[Provided data — start]
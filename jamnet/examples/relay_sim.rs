//! Host-side simulation: one gateway, two end devices, one shared "air".
//!
//! Frames transmitted on a frequency are delivered to every radio listening on
//! it. Run with `cargo run --example relay_sim --features std`.

use std::cell::RefCell;
use std::collections::VecDeque;
use std::rc::Rc;

use jamnet::{
    config::device::DeviceConfig,
    events::{self, Event, EventQueue},
    jamnet::packet::{App, NetworkName},
    radio::{Radio, ReceiveError},
    role::{DeviceRole, EndDevice, Gateway},
};
use env_logger::Builder;
use log::{info, LevelFilter};

#[derive(Debug)]
struct AirError;

/// Frames in flight, tagged with their carrier frequency
type Air = Rc<RefCell<Vec<(u32, Vec<u8>)>>>;

struct SimRadio {
    name: &'static str,
    air: Air,
    frequency: u32,
    inbox: VecDeque<Vec<u8>>,
}

impl SimRadio {
    fn new(name: &'static str, air: Air) -> Self {
        Self {
            name,
            air,
            frequency: 0,
            inbox: VecDeque::new(),
        }
    }

    /// Pick up frames sent on our frequency; returns how many arrived
    fn listen(&mut self) -> usize {
        let mut air = self.air.borrow_mut();
        let before = self.inbox.len();
        let frequency = self.frequency;
        air.retain(|(freq, frame)| {
            if *freq == frequency {
                self.inbox.push_back(frame.clone());
                false
            } else {
                true
            }
        });
        self.inbox.len() - before
    }
}

impl Radio for SimRadio {
    type Error = AirError;

    fn set_frequency(&mut self, freq: u32) -> Result<(), Self::Error> {
        self.frequency = freq;
        Ok(())
    }

    fn transmit(&mut self, buffer: &[u8]) -> Result<(), Self::Error> {
        info!("{} -> {} Hz: {:02X?}", self.name, self.frequency, buffer);
        self.air.borrow_mut().push((self.frequency, buffer.to_vec()));
        Ok(())
    }

    fn start_receive(&mut self) -> Result<(), Self::Error> {
        Ok(())
    }

    fn read_received(&mut self, buffer: &mut [u8]) -> Result<usize, ReceiveError<Self::Error>> {
        let frame = self.inbox.pop_front().ok_or(ReceiveError::Timeout)?;
        let len = frame.len().min(buffer.len());
        buffer[..len].copy_from_slice(&frame[..len]);
        Ok(len)
    }

    fn get_rssi(&mut self) -> Result<i16, Self::Error> {
        Ok(-60)
    }
}

/// Deliver pending frames to `role` and run its loop until idle
fn settle<D: DeviceRole<SimRadio>>(role: &mut D) {
    let mut queue: EventQueue<8> = EventQueue::new();
    let (mut irq, mut events) = events::split(&mut queue);
    for _ in 0..role.arbiter_mut().radio_mut().listen() {
        irq.signal(Event::PacketReady);
    }
    while let Ok(outcome) = role.poll(&mut events) {
        info!("  {:?}", outcome);
    }
}

fn main() -> Result<(), Box<dyn std::error::Error>> {
    Builder::new().filter_level(LevelFilter::Trace).init();

    let air: Air = Rc::new(RefCell::new(Vec::new()));
    let name = NetworkName::new("jamnet-sim").map_err(|e| e.to_string())?;

    let mut gateway = Gateway::new(
        SimRadio::new("gateway", air.clone()),
        DeviceConfig::new_gateway(0xCAFE, name),
    );
    let mut alice = EndDevice::new(
        SimRadio::new("alice", air.clone()),
        DeviceConfig::new_end_device(0x0001),
    );
    let mut bob = EndDevice::new(
        SimRadio::new("bob", air),
        DeviceConfig::new_end_device(0x0002).with_default_target(0x0001),
    );
    gateway.start().map_err(|e| e.to_string())?;
    alice.start().map_err(|e| e.to_string())?;
    bob.start().map_err(|e| e.to_string())?;

    alice.scan().map_err(|e| e.to_string())?;
    settle(&mut gateway);
    settle(&mut alice);

    for device in [&mut alice, &mut bob] {
        device.join().map_err(|e| e.to_string())?;
        settle(&mut gateway);
        settle(device);
    }

    bob.user_transmit_request(App::HelloWorld, b"hello alice")
        .map_err(|e| e.to_string())?;
    settle(&mut gateway);
    settle(&mut bob);

    alice.request_data().map_err(|e| e.to_string())?;
    settle(&mut gateway);
    settle(&mut alice);

    while let Some(message) = alice.take_message() {
        info!(
            "alice got {:?}: {}",
            message.app,
            String::from_utf8_lossy(&message.payload)
        );
    }
    Ok(())
}
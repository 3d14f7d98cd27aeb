use core::fmt;
use core::time::Duration;

use heapless::FnvIndexMap;

use super::packet::Address;

/// Maximum number of addresses a gateway admits (power of two)
pub const MAX_DEVICES: usize = 16;

/// Join rejection reasons
#[derive(Debug, Clone, Copy, PartialEq, Eq)]
#[cfg_attr(feature = "defmt", derive(defmt::Format))]
pub enum AdmissionError {
    /// Address already registered or reserved
    Conflict,
    /// No room for another address
    RegistryFull,
}

impl fmt::Display for AdmissionError {
    fn fmt(&self, f: &mut fmt::Formatter<'_>) -> fmt::Result {
        match self {
            AdmissionError::Conflict => f.write_str("address already in use"),
            AdmissionError::RegistryFull => f.write_str("registry full"),
        }
    }
}

/// Liveness marker for an admitted address
#[derive(Debug, Clone, Copy, PartialEq, Eq)]
pub struct RegistryEntry {
    /// Monotonic time of admission
    pub joined_at: Duration,
}

/// Addresses admitted by this gateway
///
/// Entries are never removed: an address stays registered for the lifetime of
/// the gateway.
pub struct AddressRegistry {
    reserved: Address,
    entries: FnvIndexMap<Address, RegistryEntry, MAX_DEVICES>,
}

impl AddressRegistry {
    /// Create an empty registry. `reserved` (the gateway's own address) can
    /// never be joined.
    pub fn new(reserved: Address) -> Self {
        Self {
            reserved,
            entries: FnvIndexMap::new(),
        }
    }

    /// Admit `address` unless it already has an entry
    ///
    /// A repeated join is a conflict, not a no-op; what the device does about
    /// it is up to the device.
    pub fn try_join(&mut self, address: Address, now: Duration) -> Result<(), AdmissionError> {
        if address == self.reserved || self.entries.contains_key(&address) {
            return Err(AdmissionError::Conflict);
        }
        self.entries
            .insert(address, RegistryEntry { joined_at: now })
            .map_err(|_| AdmissionError::RegistryFull)?;
        Ok(())
    }

    /// Whether `address` has joined
    pub fn contains(&self, address: Address) -> bool {
        self.entries.contains_key(&address)
    }

    /// Entry for `address`
    pub fn get(&self, address: Address) -> Option<&RegistryEntry> {
        self.entries.get(&address)
    }

    /// Number of admitted addresses
    pub fn len(&self) -> usize {
        self.entries.len()
    }

    /// Whether nothing has joined yet
    pub fn is_empty(&self) -> bool {
        self.entries.is_empty()
    }

    /// Admitted addresses in admission order
    pub fn addresses(&self) -> impl Iterator<Item = Address> + '_ {
        self.entries.keys().copied()
    }
}
/// Default base frequency in Hz (channel 0)
pub const DEFAULT_BASE_FREQUENCY: u32 = 902_300_000;

/// Default channel spacing in Hz
pub const DEFAULT_CHANNEL_STEP: u32 = 200_000;

/// Default highest usable channel index
pub const DEFAULT_MAX_CHANNEL: u8 = 40;

/// Linear mapping from channel index to carrier frequency
#[derive(Debug, Clone, Copy, PartialEq)]
pub struct ChannelPlan {
    /// Frequency of channel 0 in Hz
    pub base_hz: u32,
    /// Spacing between adjacent channels in Hz
    pub step_hz: u32,
    /// Highest valid channel index
    pub max_channel: u8,
}

impl Default for ChannelPlan {
    fn default() -> Self {
        Self {
            base_hz: DEFAULT_BASE_FREQUENCY,
            step_hz: DEFAULT_CHANNEL_STEP,
            max_channel: DEFAULT_MAX_CHANNEL,
        }
    }
}

impl ChannelPlan {
    /// Create a new channel plan with the default US915 sub-band layout
    pub fn new() -> Self {
        Self::default()
    }

    /// Whether `channel` is part of this plan
    pub fn contains(&self, channel: u8) -> bool {
        channel <= self.max_channel
    }

    /// Frequency in Hz for `channel`, or `None` when it is out of range
    pub fn frequency(&self, channel: u8) -> Option<u32> {
        if !self.contains(channel) {
            return None;
        }
        self.step_hz
            .checked_mul(channel as u32)
            .and_then(|offset| self.base_hz.checked_add(offset))
    }

    /// Channel after `channel` in scan order, wrapping to 0
    pub fn next_channel(&self, channel: u8) -> u8 {
        if channel >= self.max_channel {
            0
        } else {
            channel + 1
        }
    }
}
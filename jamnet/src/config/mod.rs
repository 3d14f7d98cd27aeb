//! Device and network configuration
//!
//! This module contains the types used to configure a JamNet node:
//! - Role selection (gateway or end device)
//! - Addresses and the uplink/downlink channel pair
//! - Gateway mailbox limits and housekeeping timing

/// Device configuration
pub mod device;

pub use device::{ConfigError, DeviceConfig, Role};
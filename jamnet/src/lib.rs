//! JamNet: a minimal LoRa network with a store-and-forward gateway
//!
//! End devices never talk to each other directly. They scan for a gateway,
//! join it under a 16-bit address, leave messages for other addresses and
//! poll for messages left for them. The gateway keeps an address registry and
//! a bounded FIFO mailbox per address, and answers every request on a
//! separate downlink channel.
//!
//! # Features
//! - Compact little-endian wire codec for the eight packet types
//! - Half-duplex channel arbitration (never listen and transmit at once)
//! - Gateway relay and end-device roles behind one polling loop
//! - Interrupt-safe event queue; no heap allocation
//! - Hardware abstraction layer for radio drivers
//!
//! # Example
//! ```no_run
//! use jamnet::{
//!     config::device::DeviceConfig,
//!     device::JamNetDevice,
//!     events::{self, Event, EventQueue},
//!     jamnet::packet::NetworkName,
//! };
//!
//! # fn run<R: jamnet::radio::Radio>(radio: R) {
//! let name = NetworkName::new("jamnet").unwrap();
//! let config = DeviceConfig::new_gateway(0xCAFE, name);
//! let mut gateway = JamNetDevice::new(radio, config).unwrap();
//!
//! let mut queue: EventQueue<8> = EventQueue::new();
//! let (mut irq, mut events) = events::split(&mut queue);
//!
//! // In the radio's DIO interrupt:
//! irq.signal(Event::PacketReady);
//!
//! // In the main loop:
//! while let Ok(outcome) = gateway.poll(&mut events) {
//!     // inspect `outcome`
//! #   let _ = outcome;
//! }
//! # }
//! ```

#![warn(missing_docs)]
#![no_std]

/// Device and network configuration
pub mod config;

/// High-level device interface
pub mod device;

/// Interrupt-to-loop event channel
pub mod events;

/// JamNet protocol implementation
pub mod jamnet;

/// Radio hardware abstraction layer
pub mod radio;

/// Gateway and end-device roles
pub mod role;

pub use device::{DeviceError, JamNetDevice};
pub use role::{DeviceRole, Outcome};
//! Dispatch seams for native functions.
//!
//! An interpreter holding a native function calls through these traits;
//! results are plain engine completions so they can be rethrown as-is.

use core_types::{JsError, Value};

use crate::host::Host;

/// A native function's `[[Call]]`.
pub trait Callable {
    /// Invoke with an explicit `this`
    fn call(&self, host: &mut dyn Host, this: &Value, args: &[Value]) -> Result<Value, JsError>;
}

/// A native function's `[[Construct]]`.
pub trait Constructor: Callable {
    /// Invoke as `new`, resolving the instance prototype from `new_target`
    fn construct_value(&self, host: &mut dyn Host, args: &[Value], new_target: &Value) -> Result<Value, JsError>;
}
[Provided data — finish]
Copy each line above where the string "ReceiveError" occurs.

    radio::{Radio, ReceiveError},
    fn read_received(&mut self, buffer: &mut [u8]) -> Result<usize, ReceiveError<Self::Error>> {
        let frame = self.inbox.pop_front().ok_or(ReceiveError::Timeout)?;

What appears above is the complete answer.